* **TASK DESCRIPTION**
I'd like every line in the following listing that holds "derive" copied.

* **DATASET CONTENT**

=-=-=-=-=

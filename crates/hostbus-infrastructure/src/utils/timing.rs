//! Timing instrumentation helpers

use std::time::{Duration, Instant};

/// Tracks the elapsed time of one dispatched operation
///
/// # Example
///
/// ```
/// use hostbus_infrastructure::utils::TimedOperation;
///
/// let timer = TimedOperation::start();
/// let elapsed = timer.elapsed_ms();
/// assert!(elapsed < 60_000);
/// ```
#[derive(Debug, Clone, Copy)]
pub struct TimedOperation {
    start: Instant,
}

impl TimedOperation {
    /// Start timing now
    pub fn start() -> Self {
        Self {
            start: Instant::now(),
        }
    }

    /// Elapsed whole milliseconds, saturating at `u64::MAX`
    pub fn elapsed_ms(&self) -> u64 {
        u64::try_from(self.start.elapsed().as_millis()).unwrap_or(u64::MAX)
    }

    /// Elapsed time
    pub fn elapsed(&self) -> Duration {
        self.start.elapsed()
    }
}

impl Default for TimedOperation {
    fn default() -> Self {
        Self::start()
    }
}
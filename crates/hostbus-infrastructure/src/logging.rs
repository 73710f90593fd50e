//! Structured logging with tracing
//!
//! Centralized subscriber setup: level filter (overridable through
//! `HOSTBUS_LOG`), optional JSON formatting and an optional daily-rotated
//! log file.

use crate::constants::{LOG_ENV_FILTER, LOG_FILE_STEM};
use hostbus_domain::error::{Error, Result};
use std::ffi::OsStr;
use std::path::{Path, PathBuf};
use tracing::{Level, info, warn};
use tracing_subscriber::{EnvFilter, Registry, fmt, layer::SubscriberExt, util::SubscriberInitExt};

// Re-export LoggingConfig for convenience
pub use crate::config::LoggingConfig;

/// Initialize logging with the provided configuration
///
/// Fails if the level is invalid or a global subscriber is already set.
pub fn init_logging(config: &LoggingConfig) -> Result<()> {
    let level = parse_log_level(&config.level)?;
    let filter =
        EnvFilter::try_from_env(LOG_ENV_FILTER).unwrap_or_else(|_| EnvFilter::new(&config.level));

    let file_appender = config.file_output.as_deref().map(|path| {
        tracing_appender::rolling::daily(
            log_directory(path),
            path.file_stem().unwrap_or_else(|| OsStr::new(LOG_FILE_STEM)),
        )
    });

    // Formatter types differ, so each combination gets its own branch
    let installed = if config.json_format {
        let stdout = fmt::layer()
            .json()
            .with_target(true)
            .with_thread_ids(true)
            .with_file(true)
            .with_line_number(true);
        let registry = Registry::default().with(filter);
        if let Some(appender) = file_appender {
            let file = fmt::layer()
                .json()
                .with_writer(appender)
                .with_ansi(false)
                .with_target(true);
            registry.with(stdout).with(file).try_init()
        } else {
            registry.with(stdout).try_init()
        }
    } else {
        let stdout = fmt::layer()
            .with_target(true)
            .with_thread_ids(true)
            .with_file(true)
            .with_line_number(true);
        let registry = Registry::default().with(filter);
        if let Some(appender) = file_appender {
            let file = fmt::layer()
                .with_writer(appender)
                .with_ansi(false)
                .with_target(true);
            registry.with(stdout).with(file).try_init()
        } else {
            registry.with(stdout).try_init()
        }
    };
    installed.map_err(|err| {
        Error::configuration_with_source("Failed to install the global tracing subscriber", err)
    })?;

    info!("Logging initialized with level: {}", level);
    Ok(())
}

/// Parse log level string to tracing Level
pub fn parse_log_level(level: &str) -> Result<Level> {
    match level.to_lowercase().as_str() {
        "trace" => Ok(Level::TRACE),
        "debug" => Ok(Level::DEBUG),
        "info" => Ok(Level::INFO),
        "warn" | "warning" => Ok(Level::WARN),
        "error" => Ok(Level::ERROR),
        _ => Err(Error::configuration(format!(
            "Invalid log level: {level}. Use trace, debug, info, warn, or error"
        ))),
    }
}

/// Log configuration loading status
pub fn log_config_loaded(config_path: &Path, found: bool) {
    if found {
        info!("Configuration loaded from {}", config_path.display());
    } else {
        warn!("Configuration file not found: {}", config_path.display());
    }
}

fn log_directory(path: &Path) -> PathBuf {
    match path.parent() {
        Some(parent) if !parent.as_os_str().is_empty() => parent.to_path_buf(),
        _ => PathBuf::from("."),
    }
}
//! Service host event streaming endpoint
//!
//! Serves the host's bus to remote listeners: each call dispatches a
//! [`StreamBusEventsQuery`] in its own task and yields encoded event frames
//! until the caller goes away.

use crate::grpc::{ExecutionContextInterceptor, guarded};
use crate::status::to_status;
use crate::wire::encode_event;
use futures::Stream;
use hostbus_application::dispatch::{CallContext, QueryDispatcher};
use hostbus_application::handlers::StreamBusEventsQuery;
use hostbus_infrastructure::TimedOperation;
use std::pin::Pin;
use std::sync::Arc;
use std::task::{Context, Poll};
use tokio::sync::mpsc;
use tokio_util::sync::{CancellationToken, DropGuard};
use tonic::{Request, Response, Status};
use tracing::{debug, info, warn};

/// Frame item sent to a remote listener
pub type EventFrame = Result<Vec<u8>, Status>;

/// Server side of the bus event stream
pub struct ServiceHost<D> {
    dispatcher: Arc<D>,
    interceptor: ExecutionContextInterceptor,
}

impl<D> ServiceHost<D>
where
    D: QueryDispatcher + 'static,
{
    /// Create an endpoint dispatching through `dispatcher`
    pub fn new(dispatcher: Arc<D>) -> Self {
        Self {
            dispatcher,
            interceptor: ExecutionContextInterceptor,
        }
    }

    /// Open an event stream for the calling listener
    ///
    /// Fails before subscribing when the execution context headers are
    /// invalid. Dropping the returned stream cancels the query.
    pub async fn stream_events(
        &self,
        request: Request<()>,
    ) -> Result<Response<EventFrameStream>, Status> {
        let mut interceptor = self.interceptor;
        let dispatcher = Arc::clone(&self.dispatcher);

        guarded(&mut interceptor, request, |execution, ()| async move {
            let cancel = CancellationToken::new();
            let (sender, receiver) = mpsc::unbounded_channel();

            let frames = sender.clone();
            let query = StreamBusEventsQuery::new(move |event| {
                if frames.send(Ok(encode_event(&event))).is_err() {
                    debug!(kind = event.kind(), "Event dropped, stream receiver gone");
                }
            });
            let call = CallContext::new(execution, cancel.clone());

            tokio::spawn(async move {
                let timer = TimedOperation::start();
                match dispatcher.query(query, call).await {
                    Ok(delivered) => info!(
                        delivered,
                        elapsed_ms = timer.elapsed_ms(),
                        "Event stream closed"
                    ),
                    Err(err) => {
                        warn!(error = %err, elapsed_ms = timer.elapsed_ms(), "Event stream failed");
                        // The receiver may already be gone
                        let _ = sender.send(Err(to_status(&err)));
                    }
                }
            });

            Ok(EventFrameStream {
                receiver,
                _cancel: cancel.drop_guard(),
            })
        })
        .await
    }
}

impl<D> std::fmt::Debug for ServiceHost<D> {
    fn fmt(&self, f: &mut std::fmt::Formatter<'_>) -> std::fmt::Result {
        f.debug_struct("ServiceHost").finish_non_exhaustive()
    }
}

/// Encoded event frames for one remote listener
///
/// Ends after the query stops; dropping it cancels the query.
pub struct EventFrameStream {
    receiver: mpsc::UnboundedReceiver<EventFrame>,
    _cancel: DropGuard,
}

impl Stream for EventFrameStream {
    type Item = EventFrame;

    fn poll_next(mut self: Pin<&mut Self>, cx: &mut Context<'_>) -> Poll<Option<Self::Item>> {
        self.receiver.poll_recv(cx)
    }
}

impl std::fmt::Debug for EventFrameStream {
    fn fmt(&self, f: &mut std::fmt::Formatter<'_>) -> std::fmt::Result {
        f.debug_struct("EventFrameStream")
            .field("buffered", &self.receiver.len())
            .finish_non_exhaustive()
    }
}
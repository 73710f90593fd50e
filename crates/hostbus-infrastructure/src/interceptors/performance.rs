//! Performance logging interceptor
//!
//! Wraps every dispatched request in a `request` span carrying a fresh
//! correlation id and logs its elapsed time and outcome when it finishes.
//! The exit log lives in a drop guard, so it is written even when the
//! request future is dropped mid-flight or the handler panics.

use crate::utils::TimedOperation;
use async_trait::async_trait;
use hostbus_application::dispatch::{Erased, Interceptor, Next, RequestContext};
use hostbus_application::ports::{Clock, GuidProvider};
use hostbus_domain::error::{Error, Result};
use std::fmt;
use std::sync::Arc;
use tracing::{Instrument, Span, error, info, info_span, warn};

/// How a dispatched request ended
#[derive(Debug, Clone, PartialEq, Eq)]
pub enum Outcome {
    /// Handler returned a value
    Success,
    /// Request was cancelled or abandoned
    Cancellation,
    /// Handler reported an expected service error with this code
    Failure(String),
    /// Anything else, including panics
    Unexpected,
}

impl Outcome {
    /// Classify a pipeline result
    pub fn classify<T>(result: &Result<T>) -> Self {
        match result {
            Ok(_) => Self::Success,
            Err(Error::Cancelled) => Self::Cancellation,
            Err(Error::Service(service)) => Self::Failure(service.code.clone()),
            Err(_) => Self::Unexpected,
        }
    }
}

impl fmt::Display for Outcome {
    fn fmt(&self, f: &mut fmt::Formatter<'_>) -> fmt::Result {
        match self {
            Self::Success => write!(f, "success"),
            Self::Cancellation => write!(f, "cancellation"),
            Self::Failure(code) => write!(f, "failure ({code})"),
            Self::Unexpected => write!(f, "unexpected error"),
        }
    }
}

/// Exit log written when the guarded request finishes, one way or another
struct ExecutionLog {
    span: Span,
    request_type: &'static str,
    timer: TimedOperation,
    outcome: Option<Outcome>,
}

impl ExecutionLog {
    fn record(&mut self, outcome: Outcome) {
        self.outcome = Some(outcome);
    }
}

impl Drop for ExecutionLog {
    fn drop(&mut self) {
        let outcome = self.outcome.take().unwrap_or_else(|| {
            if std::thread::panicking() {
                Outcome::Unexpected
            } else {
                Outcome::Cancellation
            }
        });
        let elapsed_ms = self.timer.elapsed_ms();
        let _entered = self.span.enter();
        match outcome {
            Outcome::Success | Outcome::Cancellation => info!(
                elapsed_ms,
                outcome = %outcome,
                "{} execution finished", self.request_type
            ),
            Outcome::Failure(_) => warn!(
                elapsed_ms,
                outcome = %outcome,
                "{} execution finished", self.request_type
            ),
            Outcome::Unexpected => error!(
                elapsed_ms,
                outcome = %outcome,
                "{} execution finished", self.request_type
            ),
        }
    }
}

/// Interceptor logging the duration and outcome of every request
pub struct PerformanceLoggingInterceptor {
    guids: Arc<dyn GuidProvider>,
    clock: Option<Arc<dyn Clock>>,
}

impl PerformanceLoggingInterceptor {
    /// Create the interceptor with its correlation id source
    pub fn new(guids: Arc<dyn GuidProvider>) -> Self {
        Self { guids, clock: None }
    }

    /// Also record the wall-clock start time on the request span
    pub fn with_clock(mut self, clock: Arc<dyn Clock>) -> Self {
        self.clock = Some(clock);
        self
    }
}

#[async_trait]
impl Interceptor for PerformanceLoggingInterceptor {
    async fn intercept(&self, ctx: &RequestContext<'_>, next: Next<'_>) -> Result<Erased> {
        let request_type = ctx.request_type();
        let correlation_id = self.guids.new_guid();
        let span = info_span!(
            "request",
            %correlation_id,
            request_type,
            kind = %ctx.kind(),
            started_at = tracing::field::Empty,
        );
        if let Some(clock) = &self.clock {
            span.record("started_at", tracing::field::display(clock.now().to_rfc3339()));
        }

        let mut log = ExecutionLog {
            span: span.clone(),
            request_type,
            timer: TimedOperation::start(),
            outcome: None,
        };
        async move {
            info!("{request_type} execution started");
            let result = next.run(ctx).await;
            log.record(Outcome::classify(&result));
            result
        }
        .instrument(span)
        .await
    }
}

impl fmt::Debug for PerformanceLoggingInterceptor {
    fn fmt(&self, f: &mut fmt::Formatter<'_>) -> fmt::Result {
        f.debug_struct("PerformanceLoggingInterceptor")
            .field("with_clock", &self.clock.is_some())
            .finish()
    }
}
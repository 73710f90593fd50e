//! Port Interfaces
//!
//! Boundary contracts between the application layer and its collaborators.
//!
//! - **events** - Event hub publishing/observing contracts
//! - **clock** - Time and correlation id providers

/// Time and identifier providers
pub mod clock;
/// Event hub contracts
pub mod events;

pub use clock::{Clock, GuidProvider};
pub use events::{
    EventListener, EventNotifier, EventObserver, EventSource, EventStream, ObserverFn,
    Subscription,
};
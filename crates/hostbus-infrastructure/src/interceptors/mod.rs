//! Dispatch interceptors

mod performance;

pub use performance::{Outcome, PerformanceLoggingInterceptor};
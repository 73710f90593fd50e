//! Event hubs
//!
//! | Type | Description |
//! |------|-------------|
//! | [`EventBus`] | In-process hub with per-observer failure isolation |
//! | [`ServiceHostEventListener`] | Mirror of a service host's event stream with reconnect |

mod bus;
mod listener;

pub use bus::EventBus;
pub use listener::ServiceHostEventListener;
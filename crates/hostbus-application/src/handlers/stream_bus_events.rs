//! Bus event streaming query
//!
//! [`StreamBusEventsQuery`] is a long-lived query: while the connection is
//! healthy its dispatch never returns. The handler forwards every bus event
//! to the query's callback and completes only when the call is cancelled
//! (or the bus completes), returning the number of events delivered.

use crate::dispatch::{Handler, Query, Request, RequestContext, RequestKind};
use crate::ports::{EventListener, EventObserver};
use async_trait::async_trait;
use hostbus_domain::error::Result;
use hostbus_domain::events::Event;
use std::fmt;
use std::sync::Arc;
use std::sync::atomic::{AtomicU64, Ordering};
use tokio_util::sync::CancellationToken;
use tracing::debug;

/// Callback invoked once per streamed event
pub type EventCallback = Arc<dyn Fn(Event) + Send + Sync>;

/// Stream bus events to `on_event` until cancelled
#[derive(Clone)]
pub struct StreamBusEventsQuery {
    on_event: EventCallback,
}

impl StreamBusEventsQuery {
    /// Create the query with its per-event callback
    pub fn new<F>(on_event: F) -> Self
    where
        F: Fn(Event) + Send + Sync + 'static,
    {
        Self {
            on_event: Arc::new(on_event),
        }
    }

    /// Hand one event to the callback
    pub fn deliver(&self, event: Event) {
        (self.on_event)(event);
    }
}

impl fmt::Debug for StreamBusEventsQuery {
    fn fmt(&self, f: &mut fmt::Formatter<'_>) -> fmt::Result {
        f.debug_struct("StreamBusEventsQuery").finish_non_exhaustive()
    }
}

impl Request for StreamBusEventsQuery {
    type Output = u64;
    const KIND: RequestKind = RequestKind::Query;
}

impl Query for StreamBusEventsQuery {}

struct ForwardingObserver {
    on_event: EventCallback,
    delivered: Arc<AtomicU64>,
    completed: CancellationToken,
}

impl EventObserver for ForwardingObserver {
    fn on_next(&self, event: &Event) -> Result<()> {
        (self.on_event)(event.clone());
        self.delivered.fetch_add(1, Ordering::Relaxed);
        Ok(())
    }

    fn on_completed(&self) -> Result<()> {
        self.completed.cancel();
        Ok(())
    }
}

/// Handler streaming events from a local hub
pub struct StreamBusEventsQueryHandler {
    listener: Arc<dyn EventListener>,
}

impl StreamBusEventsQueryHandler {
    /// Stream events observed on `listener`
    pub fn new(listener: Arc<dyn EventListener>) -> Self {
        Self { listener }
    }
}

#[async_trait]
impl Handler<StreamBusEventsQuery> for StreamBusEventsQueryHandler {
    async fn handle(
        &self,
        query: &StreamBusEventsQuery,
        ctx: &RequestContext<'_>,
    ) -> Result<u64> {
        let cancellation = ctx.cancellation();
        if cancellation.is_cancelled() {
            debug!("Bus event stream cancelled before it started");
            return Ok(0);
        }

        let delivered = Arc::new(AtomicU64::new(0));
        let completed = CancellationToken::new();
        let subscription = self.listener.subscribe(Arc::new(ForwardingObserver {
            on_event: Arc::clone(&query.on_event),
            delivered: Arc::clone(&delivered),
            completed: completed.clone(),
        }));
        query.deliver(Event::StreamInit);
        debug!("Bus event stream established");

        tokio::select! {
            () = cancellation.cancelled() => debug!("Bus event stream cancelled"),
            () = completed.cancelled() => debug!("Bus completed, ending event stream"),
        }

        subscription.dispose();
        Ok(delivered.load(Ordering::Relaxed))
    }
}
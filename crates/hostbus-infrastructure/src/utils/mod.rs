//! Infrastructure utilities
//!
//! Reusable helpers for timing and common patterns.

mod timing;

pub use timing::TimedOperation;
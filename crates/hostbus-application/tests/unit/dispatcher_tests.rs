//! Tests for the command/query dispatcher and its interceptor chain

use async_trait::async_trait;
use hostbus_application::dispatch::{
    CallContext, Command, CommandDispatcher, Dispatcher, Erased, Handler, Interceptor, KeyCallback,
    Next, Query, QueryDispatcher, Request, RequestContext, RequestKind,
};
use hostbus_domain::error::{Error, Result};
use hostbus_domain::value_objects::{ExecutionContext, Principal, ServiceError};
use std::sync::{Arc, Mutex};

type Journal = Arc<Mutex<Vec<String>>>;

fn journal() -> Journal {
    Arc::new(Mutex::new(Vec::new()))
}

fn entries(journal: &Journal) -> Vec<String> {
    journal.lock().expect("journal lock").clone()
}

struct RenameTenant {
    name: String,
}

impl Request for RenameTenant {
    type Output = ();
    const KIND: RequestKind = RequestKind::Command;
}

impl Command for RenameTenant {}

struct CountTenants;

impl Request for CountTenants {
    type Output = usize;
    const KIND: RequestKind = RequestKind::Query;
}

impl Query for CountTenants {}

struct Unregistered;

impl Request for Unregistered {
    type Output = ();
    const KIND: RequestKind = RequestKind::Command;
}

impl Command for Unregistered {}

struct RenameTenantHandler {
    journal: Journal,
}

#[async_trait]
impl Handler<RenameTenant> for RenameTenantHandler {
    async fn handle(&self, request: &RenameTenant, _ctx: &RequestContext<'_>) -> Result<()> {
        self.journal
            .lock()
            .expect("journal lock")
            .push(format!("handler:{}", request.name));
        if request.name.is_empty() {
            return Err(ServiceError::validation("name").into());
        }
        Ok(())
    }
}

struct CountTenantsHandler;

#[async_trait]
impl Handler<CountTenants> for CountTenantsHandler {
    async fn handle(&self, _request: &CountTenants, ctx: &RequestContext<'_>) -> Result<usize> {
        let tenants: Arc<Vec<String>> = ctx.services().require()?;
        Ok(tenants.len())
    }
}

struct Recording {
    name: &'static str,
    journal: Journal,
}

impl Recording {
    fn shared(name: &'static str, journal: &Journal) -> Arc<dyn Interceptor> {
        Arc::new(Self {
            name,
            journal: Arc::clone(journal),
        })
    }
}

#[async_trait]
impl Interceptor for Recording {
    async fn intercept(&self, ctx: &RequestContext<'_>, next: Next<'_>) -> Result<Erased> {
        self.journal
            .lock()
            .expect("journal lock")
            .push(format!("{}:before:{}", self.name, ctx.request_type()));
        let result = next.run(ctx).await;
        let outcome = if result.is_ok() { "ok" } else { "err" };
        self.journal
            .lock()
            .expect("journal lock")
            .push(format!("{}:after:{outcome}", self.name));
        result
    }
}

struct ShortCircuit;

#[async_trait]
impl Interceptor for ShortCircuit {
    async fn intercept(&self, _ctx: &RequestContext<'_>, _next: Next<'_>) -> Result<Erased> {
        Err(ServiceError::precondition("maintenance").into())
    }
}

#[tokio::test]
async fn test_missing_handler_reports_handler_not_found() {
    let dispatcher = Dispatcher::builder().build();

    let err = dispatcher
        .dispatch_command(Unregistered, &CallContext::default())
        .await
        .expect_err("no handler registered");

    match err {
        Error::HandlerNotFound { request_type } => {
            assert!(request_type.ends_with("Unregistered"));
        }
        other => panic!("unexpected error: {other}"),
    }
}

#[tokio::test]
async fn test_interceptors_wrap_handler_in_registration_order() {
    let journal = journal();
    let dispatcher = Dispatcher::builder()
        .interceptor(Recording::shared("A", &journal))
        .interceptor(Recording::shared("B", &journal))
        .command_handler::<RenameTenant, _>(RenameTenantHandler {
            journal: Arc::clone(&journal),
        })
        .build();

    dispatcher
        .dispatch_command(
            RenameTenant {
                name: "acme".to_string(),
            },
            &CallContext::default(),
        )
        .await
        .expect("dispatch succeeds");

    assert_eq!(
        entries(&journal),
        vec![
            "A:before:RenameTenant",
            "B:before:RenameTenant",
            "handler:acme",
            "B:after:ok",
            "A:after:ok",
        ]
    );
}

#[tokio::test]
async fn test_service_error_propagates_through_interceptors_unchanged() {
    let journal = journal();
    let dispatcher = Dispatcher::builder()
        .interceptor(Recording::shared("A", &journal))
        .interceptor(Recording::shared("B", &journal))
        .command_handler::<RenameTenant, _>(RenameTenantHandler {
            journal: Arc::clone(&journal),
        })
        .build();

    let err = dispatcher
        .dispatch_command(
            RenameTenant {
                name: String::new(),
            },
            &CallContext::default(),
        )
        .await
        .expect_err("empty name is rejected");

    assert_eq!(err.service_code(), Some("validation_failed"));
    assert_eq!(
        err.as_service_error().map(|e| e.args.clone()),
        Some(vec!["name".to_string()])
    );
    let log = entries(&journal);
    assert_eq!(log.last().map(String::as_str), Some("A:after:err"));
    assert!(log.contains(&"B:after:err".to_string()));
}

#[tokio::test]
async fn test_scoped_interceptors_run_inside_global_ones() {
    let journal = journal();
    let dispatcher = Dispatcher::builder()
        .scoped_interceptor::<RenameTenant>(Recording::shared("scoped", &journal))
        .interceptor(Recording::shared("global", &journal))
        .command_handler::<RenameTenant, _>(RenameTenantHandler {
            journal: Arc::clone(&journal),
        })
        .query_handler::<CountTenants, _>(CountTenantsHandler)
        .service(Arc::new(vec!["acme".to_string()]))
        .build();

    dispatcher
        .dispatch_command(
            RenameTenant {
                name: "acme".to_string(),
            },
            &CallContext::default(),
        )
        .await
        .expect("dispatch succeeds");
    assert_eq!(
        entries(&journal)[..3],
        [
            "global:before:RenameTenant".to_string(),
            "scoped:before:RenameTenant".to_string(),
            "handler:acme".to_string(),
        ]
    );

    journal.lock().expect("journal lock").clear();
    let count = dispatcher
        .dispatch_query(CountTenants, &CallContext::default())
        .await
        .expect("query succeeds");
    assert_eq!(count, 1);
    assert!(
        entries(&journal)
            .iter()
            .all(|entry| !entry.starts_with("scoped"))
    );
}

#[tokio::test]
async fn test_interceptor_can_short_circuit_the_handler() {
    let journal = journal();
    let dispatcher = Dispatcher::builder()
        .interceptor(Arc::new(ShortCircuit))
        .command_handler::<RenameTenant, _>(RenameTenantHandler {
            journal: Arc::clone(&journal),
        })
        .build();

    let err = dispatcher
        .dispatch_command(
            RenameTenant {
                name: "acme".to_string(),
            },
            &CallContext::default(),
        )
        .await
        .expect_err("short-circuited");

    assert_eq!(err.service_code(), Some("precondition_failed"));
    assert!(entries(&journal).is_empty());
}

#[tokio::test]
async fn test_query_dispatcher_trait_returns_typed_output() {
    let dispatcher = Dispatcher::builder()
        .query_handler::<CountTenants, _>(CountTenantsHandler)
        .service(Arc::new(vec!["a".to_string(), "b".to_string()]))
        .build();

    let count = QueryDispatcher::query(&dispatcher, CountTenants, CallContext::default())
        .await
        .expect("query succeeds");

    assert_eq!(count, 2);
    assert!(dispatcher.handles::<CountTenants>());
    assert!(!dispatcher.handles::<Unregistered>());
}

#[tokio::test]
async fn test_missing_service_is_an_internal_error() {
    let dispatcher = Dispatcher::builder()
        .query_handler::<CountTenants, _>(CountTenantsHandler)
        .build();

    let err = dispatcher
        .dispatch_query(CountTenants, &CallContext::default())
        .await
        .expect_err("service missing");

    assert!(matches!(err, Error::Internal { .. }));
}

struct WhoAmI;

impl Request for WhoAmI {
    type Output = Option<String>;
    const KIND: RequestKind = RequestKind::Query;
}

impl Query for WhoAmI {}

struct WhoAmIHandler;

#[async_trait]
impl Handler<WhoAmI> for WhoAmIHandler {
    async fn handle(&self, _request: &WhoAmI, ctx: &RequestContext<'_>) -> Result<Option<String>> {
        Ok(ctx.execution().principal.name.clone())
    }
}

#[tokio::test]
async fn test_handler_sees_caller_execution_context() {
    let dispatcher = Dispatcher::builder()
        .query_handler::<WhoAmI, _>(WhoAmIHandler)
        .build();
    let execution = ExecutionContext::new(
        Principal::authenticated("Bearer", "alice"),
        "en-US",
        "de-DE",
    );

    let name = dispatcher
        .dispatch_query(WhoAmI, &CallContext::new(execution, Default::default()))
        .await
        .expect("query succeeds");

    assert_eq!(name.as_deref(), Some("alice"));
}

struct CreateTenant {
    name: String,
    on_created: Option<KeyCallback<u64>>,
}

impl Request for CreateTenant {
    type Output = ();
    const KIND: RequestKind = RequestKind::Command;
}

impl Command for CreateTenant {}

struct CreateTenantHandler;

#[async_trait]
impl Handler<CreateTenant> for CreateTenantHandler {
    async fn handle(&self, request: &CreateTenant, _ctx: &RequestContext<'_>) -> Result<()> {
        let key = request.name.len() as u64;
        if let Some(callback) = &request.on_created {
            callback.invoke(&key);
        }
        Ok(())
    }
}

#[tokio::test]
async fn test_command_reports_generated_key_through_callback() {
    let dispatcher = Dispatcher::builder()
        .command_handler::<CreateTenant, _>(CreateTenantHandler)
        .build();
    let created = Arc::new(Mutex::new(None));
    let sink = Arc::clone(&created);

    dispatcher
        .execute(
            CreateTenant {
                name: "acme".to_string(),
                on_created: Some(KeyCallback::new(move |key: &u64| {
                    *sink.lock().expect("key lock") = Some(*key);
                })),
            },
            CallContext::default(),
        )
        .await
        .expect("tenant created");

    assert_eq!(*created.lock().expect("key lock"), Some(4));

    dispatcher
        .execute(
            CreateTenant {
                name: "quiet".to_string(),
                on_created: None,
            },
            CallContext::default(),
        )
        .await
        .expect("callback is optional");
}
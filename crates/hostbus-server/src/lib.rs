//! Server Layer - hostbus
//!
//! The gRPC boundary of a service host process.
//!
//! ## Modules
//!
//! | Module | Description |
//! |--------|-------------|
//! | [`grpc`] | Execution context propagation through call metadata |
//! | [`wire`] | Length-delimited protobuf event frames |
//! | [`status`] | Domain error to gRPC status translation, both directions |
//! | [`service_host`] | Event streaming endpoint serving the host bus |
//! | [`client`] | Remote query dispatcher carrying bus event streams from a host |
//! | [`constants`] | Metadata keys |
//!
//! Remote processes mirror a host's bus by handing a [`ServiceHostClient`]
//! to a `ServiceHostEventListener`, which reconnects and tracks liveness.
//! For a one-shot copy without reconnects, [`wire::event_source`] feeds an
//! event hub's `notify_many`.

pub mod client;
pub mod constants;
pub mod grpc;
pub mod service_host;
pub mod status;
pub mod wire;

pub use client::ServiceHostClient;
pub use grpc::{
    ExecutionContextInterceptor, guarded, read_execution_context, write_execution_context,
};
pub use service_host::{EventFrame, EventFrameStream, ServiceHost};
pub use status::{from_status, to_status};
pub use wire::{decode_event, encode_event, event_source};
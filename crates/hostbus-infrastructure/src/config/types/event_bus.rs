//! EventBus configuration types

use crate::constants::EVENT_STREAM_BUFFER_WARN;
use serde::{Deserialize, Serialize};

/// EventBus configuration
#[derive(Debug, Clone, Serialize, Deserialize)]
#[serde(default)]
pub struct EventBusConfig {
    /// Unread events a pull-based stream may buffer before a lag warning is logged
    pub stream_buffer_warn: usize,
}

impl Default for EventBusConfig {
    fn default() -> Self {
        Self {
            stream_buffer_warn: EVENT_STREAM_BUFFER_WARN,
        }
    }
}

=-=-=-=-=

* **TASK SOLUTION**
#[derive(Debug, Clone, Copy)]
#[derive(Debug, Clone, PartialEq, Eq)]
#[derive(Clone)]
#[derive(Debug, Clone, Serialize, Deserialize)]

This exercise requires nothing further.